Что же привело к поражению? Вытекало ли оно из сущности белого движения или было вызвано субъективными ошибками его вождей - именно в такой плоскости шло обсуждение этой проблемы. Сторонников случайности было больше, и это понятно: гораздо труднее было признать слабые стороны белого движения.

Но имел место и поиск объективных причин. Так например, Н. В. Устрялов в своей статье "В борьбе за Россию" (опубликована в Харбине в конце 1920 г.) обнаруживает их в двух плоскостях. "Во-первых, события убеждают, - считал он, - что Россия не изжила еще революции, то есть большевизма, и воистину в победах советской власти есть что-то фатальное - будто такова воля истории. Во-вторых, противобольшевистское движение силою вещей слишком связало себя с иностранными элементами и поэтому невольно окружило большевизм известным национальным ореолом, по существу чуждым его природе. Причудливая диалектика истории неожиданно выдвинула советскую власть с ее идеологией Интернационала на роль национального фактора современной русской жизни - в то время как наш национализм, оставаясь непоколебленным в принципе, потускнел и поблек на практике вследствие своих хронических альянсов и компромиссов с так называемыми "союзниками"" 62 .

Здесь мы сталкиваемся с еще одним вопросом, который занимал умы российской эмиграции. Речь идет об участии в гражданской войне иностранных держав на стороне белых - насколько нравственно было использовать их вооруженные силы против своего же народа, пусть даже находящегося в состоянии гражданской войны. Для Устрялова, бывшего в рядах белой армии, "путь вооруженной борьбы против революции - бесплодный, неудавшийся путь" 63 . Готовность "принять любую власть, лишь бы она удовлетворяла нашей основной (белой. - Л. С. ) идее", была признана им ошибочной. Более того, Устрялов подчеркивал, что "как это, быть может, ни па-

стр. 179


--------------------------------------------------------------------------------

радоксально, но объединение России идет под знаком большевизма, ставшего империалистичным и центристским едва ли не в большей мере, чем сам П. Н. Милюков" 64 . Поэтому, исходя из интересов России, делал он вывод, "наша общая очередная задача способствовать этому процессу" 65 .

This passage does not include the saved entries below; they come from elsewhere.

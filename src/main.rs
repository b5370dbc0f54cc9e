//! histmatch CLI - History matching of the built-in analytic models.

use anyhow::{Context, Result};
use clap::{Parser, Subcommand, ValueEnum};
use histmatch::{Config, GaussianLink, LocalComm, ModelLink, Pipeline, ProjectionRenderer, ProjectionSurface};
use std::path::PathBuf;
use std::sync::Arc;
use tracing::{info, Level};
use tracing_subscriber::FmtSubscriber;

#[derive(Parser)]
#[command(name = "histmatch")]
#[command(version)]
#[command(about = "Iterative history matching with regression and Gaussian process emulators")]
struct Cli {
    #[command(subcommand)]
    command: Commands,

    /// Path to configuration file
    #[arg(short, long, global = true, default_value = "config.toml")]
    config: PathBuf,

    /// Built-in model to match
    #[arg(short, long, global = true, value_enum, default_value_t = ModelChoice::Gaussian2d)]
    model: ModelChoice,

    /// Verbose output
    #[arg(short, long, global = true)]
    verbose: bool,
}

#[derive(Clone, Copy, ValueEnum)]
enum ModelChoice {
    Gaussian2d,
    Gaussian3d,
}

impl ModelChoice {
    fn link(self) -> Arc<dyn ModelLink> {
        match self {
            Self::Gaussian2d => Arc::new(GaussianLink::two_d()),
            Self::Gaussian3d => Arc::new(GaussianLink::three_d()),
        }
    }
}

#[derive(Subcommand)]
enum Commands {
    /// Construct and analyze iterations, then project the last one
    Run {
        /// Number of iterations to add
        #[arg(short, long, default_value = "1")]
        iterations: usize,

        /// Skip projections
        #[arg(long)]
        no_project: bool,
    },

    /// Show details of an iteration
    Details {
        /// Iteration (latest by default)
        #[arg(short, long)]
        emul_i: Option<usize>,

        /// Print as JSON
        #[arg(long)]
        json: bool,
    },

    /// Evaluate parameter sets given as JSON, e.g. '[2.5, 2.0]'
    Evaluate {
        /// JSON vector, list of vectors or name → value mapping
        sam_set: String,

        /// Iteration (latest by default)
        #[arg(short, long)]
        emul_i: Option<usize>,
    },

    /// Validate configuration file
    Validate,

    /// Show example configuration
    Example,
}

/// Logs a one-line summary of every projection.
struct LogRenderer;

impl ProjectionRenderer for LogRenderer {
    fn render(&self, surface: &ProjectionSurface) -> histmatch::Result<()> {
        let min = surface.min_impl.iter().copied().fold(f64::INFINITY, f64::min);
        let best = surface.los.iter().copied().fold(0.0, f64::max);
        info!(
            emul_i = surface.emul_i,
            par = ?surface.par_names,
            n_points = surface.n_points(),
            min_impl = min,
            max_los = best,
            "Projection"
        );
        Ok(())
    }
}

fn setup_logging(verbose: bool) -> Result<()> {
    let level = if verbose { Level::DEBUG } else { Level::INFO };
    let subscriber = FmtSubscriber::builder()
        .with_max_level(level)
        .with_target(false)
        .with_thread_ids(false)
        .compact()
        .finish();
    tracing::subscriber::set_global_default(subscriber).context("Failed to set subscriber")
}

fn print_example_config() {
    let example = r#"# histmatch configuration file

[emulator]
n_sam_init = 150
# n_sam_refine = 150        # defaults to n_sam_init
base_eval_sam = 800         # candidates per parameter in each analysis
sigma = 0.8
l_corr = 0.3
impl_cut = [0.0, 4.0, 3.8, 3.5]
# criterion = "multi"       # "random", "maximin", "correlation", "multi" or a weight in [0, 1]
method = "full"             # "regression", "gaussian" or "full"
use_regr_cov = false
poly_order = 3
n_cross_val = 5
do_active_anal = true
freeze_active_par = true
# pot_active_par = ["A", "B"]
active_par_alpha = 0.05
use_mock = false            # true, or explicit parameter values
seed = 4
max_refine_rounds = 3
progress = true

[projection]
proj_res = 25
proj_depth = 250
proj_type = "both"          # "2D", "3D" or "both"

[store]
working_dir = "histmatch_0"
"#;
    println!("{example}");
}

fn load_pipeline(cli: &Cli) -> Result<Pipeline> {
    let config = Config::from_file(&cli.config)
        .with_context(|| format!("Failed to load config from {:?}", cli.config))?;
    Pipeline::new(config, cli.model.link(), Box::new(LocalComm)).context("Failed to open pipeline")
}

fn main() -> Result<()> {
    let cli = Cli::parse();
    setup_logging(cli.verbose)?;

    match &cli.command {
        Commands::Example => {
            print_example_config();
        }

        Commands::Validate => {
            let config = Config::from_file(&cli.config)
                .with_context(|| format!("Failed to load config from {:?}", cli.config))?;
            config.validate().context("Invalid configuration")?;

            info!("Configuration is valid");
            info!("  Method: {}", config.emulator.method);
            info!("  Initial samples: {}", config.emulator.n_sam_init);
            info!("  Implausibility cut: {:?}", config.emulator.impl_cut);
            info!("  Working dir: {:?}", config.store.working_dir);
        }

        Commands::Run { iterations, no_project } => {
            let mut pipeline = load_pipeline(&cli)?;
            for _ in 0..*iterations {
                let k = pipeline
                    .construct(None, true, false, None)
                    .context("Construction failed")?;
                info!(emul_i = k, state = %pipeline.state(Some(k)), "Iteration done");
            }
            if !no_project {
                pipeline
                    .project(None, None, false, Some(&LogRenderer))
                    .context("Projection failed")?;
            }
            println!("\n{}", pipeline.details(None)?);
            for w in pipeline.warnings() {
                println!("warning: {w}");
            }
        }

        Commands::Details { emul_i, json } => {
            let pipeline = load_pipeline(&cli)?;
            let report = pipeline.details(*emul_i)?;
            if *json {
                println!("{}", serde_json::to_string_pretty(&report)?);
            } else {
                println!("{report}");
            }
        }

        Commands::Evaluate { sam_set, emul_i } => {
            let value: serde_json::Value =
                serde_json::from_str(sam_set).context("Parameter sets must be valid JSON")?;
            let mut pipeline = load_pipeline(&cli)?;
            let evals = pipeline.evaluate_value(&value, *emul_i)?;

            println!("\n=== Evaluation ===");
            for e in &evals {
                println!(
                    "{:?}  plausible: {:<5}  impl: {:.3}  stopped at iteration {}",
                    e.par, e.plausible, e.impl_cut_val, e.emul_i_stop
                );
            }
        }
    }

    Ok(())
}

Большой общественный резонанс имела опубликованная в первом номере "Современных записок" за 1920 г. статья Н. Д. Авксентьева "Patriotica". Ее название говорило само за себя. Ключевые темы статьи - революция, контрреволюция, патриотизм. На исходе гражданской войны и иностранной интервенции, не принесших победы в стан противников большевизма, а потому не давших возможности сказать, что победителей не судят, встал вопрос о моральной стороне сотрудничества со странами Антанты в борьбе с Советской Россией.

Авксентьев резко заостряет проблему. Он восклицает: "Значит, раздавить Троцкого и Ленина даже ценою унижения России - заманчивая вещь?" В подтверждение своего понимания патриотизма Авксентьев приводит эпизод из герценовских "Былого и дум" - рассказ о французском эмигранте - графе Кенсона, которого Герцен видел, будучи ребенком, в доме своего отца. "Надобно было на мою беду, - цитирует Герцена Авксентьев, - чтобы вежливейший из генералов всех русских армий стал при мне говорить о войне. "Да ведь вы, стало, сражались против нас?" - спросил я его пренаивно. "Non, mon petit, non, j'etais dans Farmee russe (Нет, мой маленький, я был в русской армии)". "Как, - сказал я, - вы - француз и были в нашей армии, этого не может быть!" Отец мой строго взглянул на меня и замял разговор. Граф геройски поправил дело, он сказал, обращаясь к моему отцу, что ему "нравятся такие патриотические чувства". Отцу моему они не понравились, и он мне задал после его отъезда страшную гонку. "Вот что значит говорить очертя голову обо всем, чего ты не понимаешь и не можешь понять. Граф из верности своему королю служил нашему императору"".

"К сожалению, - констатировал Авксентьев, - известная часть русской общественности стала как будто понимать то, чего не понимал Герцен." Гражданская война как следствие революции внесла разлад в миросозерцание российского офицерства, других слоев общества, противопоставив классовые и национальные интересы, раздвоив патриотизм на российский и советский.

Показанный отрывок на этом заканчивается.